Radical leftists answered the call in several cities across the country.

Two statues of Christopher Columbus were vandalized with red paint in Connecticut overnight on Saturday — one in Middletown and one in New Haven, in the Italian neighborhood of Wooster Square.

In Chicago, an off-duty police officer nabbed one of three young adults he caught spraying red paint on a Christopher Columbus statue in the city’s Little Italy neighborhood on Saturday night. The Chicago Tribune reports that the three wore masks and that 30-year-old Kyle Miskell, who was arrested after he fell off his bike while being pursued by the officer, had shouted “F*** Columbus,” “F*** the USA” and “Die Columbus,” while defacing the monument.

City workers scrubbed the red paint off the statue, only to have it defaced a second time early Monday morning, again with red paint, with the words “murderer” and “decolonize” spray-painted on the pedestal.

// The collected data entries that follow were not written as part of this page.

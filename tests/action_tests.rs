//! Query pipeline tests: validation, quiet window, dedupe
//!
//! PATTERN: dispatch the same actions the runtime would, then assert on state
//! and on the effects the reducer requested.

use cityboard::{
    action::Action,
    components::{AddCityOverlay, AddCityOverlayProps, CityBoard, CityBoardProps, Component},
    effect::Effect,
    reducer::{NO_RESULTS_MESSAGE, reducer},
    state::AppState,
    validate::TOO_SHORT_MESSAGE,
};
use tui_dispatch::testing::key;
use tui_dispatch::{EffectStore, EventKind, assert_emitted, assert_not_emitted};

fn open_state() -> AppState {
    let mut state = AppState::default();
    reducer(&mut state, Action::PanelOpen);
    state
}

/// Dispatch a query change; returns the scheduled generation, if any.
fn type_query(state: &mut AppState, query: &str) -> Option<u64> {
    let result = reducer(state, Action::QueryInput(query.into()));
    result.effects.into_iter().find_map(|effect| match effect {
        Effect::ScheduleQuery { generation, .. } => Some(generation),
        _ => None,
    })
}

/// Let the quiet window for `generation` elapse; returns the searches issued.
fn elapse(state: &mut AppState, generation: u64, query: &str) -> Vec<(u64, String)> {
    let result = reducer(
        state,
        Action::QueryReady {
            generation,
            query: query.into(),
        },
    );
    result
        .effects
        .into_iter()
        .filter_map(|effect| match effect {
            Effect::SearchCities { seq, query } => Some((seq, query)),
            _ => None,
        })
        .collect()
}

fn searched(searches: &[(u64, String)]) -> Vec<&str> {
    searches.iter().map(|(_, query)| query.as_str()).collect()
}

#[test]
fn test_open_through_store() {
    let mut store = EffectStore::new(AppState::default(), reducer);

    let result = store.dispatch(Action::PanelOpen);

    assert!(result.changed);
    assert!(result.effects.is_empty());
    assert!(store.state().panel.is_open);
}

#[test]
fn test_empty_input_resets_panel() {
    let mut state = open_state();
    let generation = type_query(&mut state, "Paris").unwrap();
    let searches = elapse(&mut state, generation, "Paris");
    reducer(
        &mut state,
        Action::SearchDidLoad {
            seq: searches[0].0,
            cities: Vec::new(),
        },
    );
    assert_eq!(state.panel.visible_message(), Some(NO_RESULTS_MESSAGE));

    let result = reducer(&mut state, Action::QueryInput(String::new()));

    assert!(result.effects.is_empty());
    let panel = &state.panel;
    assert!(panel.is_open);
    assert!(panel.query.is_empty());
    assert!(panel.results().is_none());
    assert!(panel.message.is_empty());
    assert!(panel.visible_message().is_none());
    assert!(panel.can_repeat_identical_query);
}

#[test]
fn test_short_input_shows_message_without_search() {
    for query in ["P", "Pa"] {
        let mut state = open_state();

        let result = reducer(&mut state, Action::QueryInput(query.into()));

        assert!(result.effects.is_empty(), "no search for {query:?}");
        assert_eq!(state.panel.message, TOO_SHORT_MESSAGE);
        assert!(state.panel.message_visible);
    }
}

#[test]
fn test_only_trailing_query_of_window_is_searched() {
    let mut state = open_state();
    let first = type_query(&mut state, "Par").unwrap();
    let second = type_query(&mut state, "Pari").unwrap();
    let third = type_query(&mut state, "Paris").unwrap();

    // a superseded timer firing late is dropped
    assert!(elapse(&mut state, first, "Par").is_empty());
    assert!(elapse(&mut state, second, "Pari").is_empty());
    assert_eq!(searched(&elapse(&mut state, third, "Paris")), vec!["Paris"]);
}

#[test]
fn test_short_input_does_not_supersede_pending_query() {
    let mut state = open_state();
    let generation = type_query(&mut state, "Paris").unwrap();
    assert_eq!(type_query(&mut state, "Pa"), None);

    assert_eq!(searched(&elapse(&mut state, generation, "Paris")), vec!["Paris"]);
}

#[test]
fn test_identical_query_is_searched_once() {
    let mut state = open_state();
    let generation = type_query(&mut state, "Paris").unwrap();
    assert_eq!(elapse(&mut state, generation, "Paris").len(), 1);

    let generation = type_query(&mut state, "Paris").unwrap();
    assert!(elapse(&mut state, generation, "Paris").is_empty());
}

#[test]
fn test_identical_query_repeats_after_clear() {
    let mut state = open_state();
    let generation = type_query(&mut state, "Paris").unwrap();
    elapse(&mut state, generation, "Paris");

    reducer(&mut state, Action::PanelOutsideClick);
    assert!(state.panel.can_repeat_identical_query);

    let generation = type_query(&mut state, "Paris").unwrap();
    assert_eq!(searched(&elapse(&mut state, generation, "Paris")), vec!["Paris"]);
    assert!(!state.panel.can_repeat_identical_query);
}

#[test]
fn test_query_ready_ignored_while_closed() {
    let mut state = open_state();
    let generation = type_query(&mut state, "Paris").unwrap();
    reducer(&mut state, Action::PanelDismiss);

    assert!(elapse(&mut state, generation, "Paris").is_empty());
}

#[test]
fn test_input_ignored_while_closed() {
    let mut state = AppState::default();
    let result = reducer(&mut state, Action::QueryInput("Paris".into()));
    assert!(!result.changed);
    assert!(result.effects.is_empty());
}

#[test]
fn test_timer_from_previous_open_is_stale() {
    let mut state = open_state();
    let old = type_query(&mut state, "Paris").unwrap();
    reducer(&mut state, Action::PanelDismiss);
    reducer(&mut state, Action::PanelOpen);

    assert!(elapse(&mut state, old, "Paris").is_empty());
}

#[test]
fn test_search_response_after_clear_is_discarded() {
    let mut state = open_state();
    let generation = type_query(&mut state, "Paris").unwrap();
    let searches = elapse(&mut state, generation, "Paris");

    reducer(&mut state, Action::QueryInput(String::new()));
    let result = reducer(
        &mut state,
        Action::SearchDidError {
            seq: searches[0].0,
            error: "timeout".into(),
        },
    );

    assert!(!result.changed);
    assert!(state.panel.visible_message().is_none());
}

#[test]
fn test_board_key_opens_panel() {
    let state = AppState::default();
    let mut board = CityBoard;

    let actions: Vec<_> = board
        .handle_event(
            &EventKind::Key(key("a")),
            CityBoardProps {
                state: &state,
                is_focused: true,
            },
        )
        .into_iter()
        .collect();

    assert_emitted!(actions, Action::PanelOpen);
    assert_not_emitted!(actions, Action::Quit);
}

#[test]
fn test_back_navigation_dismisses_without_clearing() {
    let state = open_state();
    let mut overlay = AddCityOverlay::new();
    overlay.set_open(true);

    let actions: Vec<_> = overlay
        .handle_event(
            &EventKind::Key(key("esc")),
            AddCityOverlayProps {
                panel: &state.panel,
                tick_count: 0,
                is_focused: true,
                on_query_change: Action::QueryInput,
                on_select: Action::ResultSelect,
            },
        )
        .into_iter()
        .collect();

    assert_emitted!(actions, Action::PanelDismiss);
    assert_not_emitted!(actions, Action::PanelOutsideClick);
    assert_not_emitted!(actions, Action::QueryInput(_));
}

A jogger out for a run at about 6:30 a.m. on Monday morning saw the red paint on the statue and said that it was wet, according to website DNAinfo.

The enormous statue of Christopher Columbus in the middle of Columbus Circle in midtown Manhattan, meanwhile, is under 24-hour police protection, though not at the direction of Democrat Mayor Bill de Blasio, who recently established a commission to study the possible removal of “oppressive” monuments. The New York Post reported that an Italian-American named Angelo Vivolo, president of the Columbus Citizens Foundation, said he called City Commissioner Joseph Esposito at the city’s Office of Emergency Management, who “called his old pals at the NYPD,” where he’d been chief of the department until 2013, and got them to guard the monument. Since mid-September there have been one to two officers guarding the monument around the clock.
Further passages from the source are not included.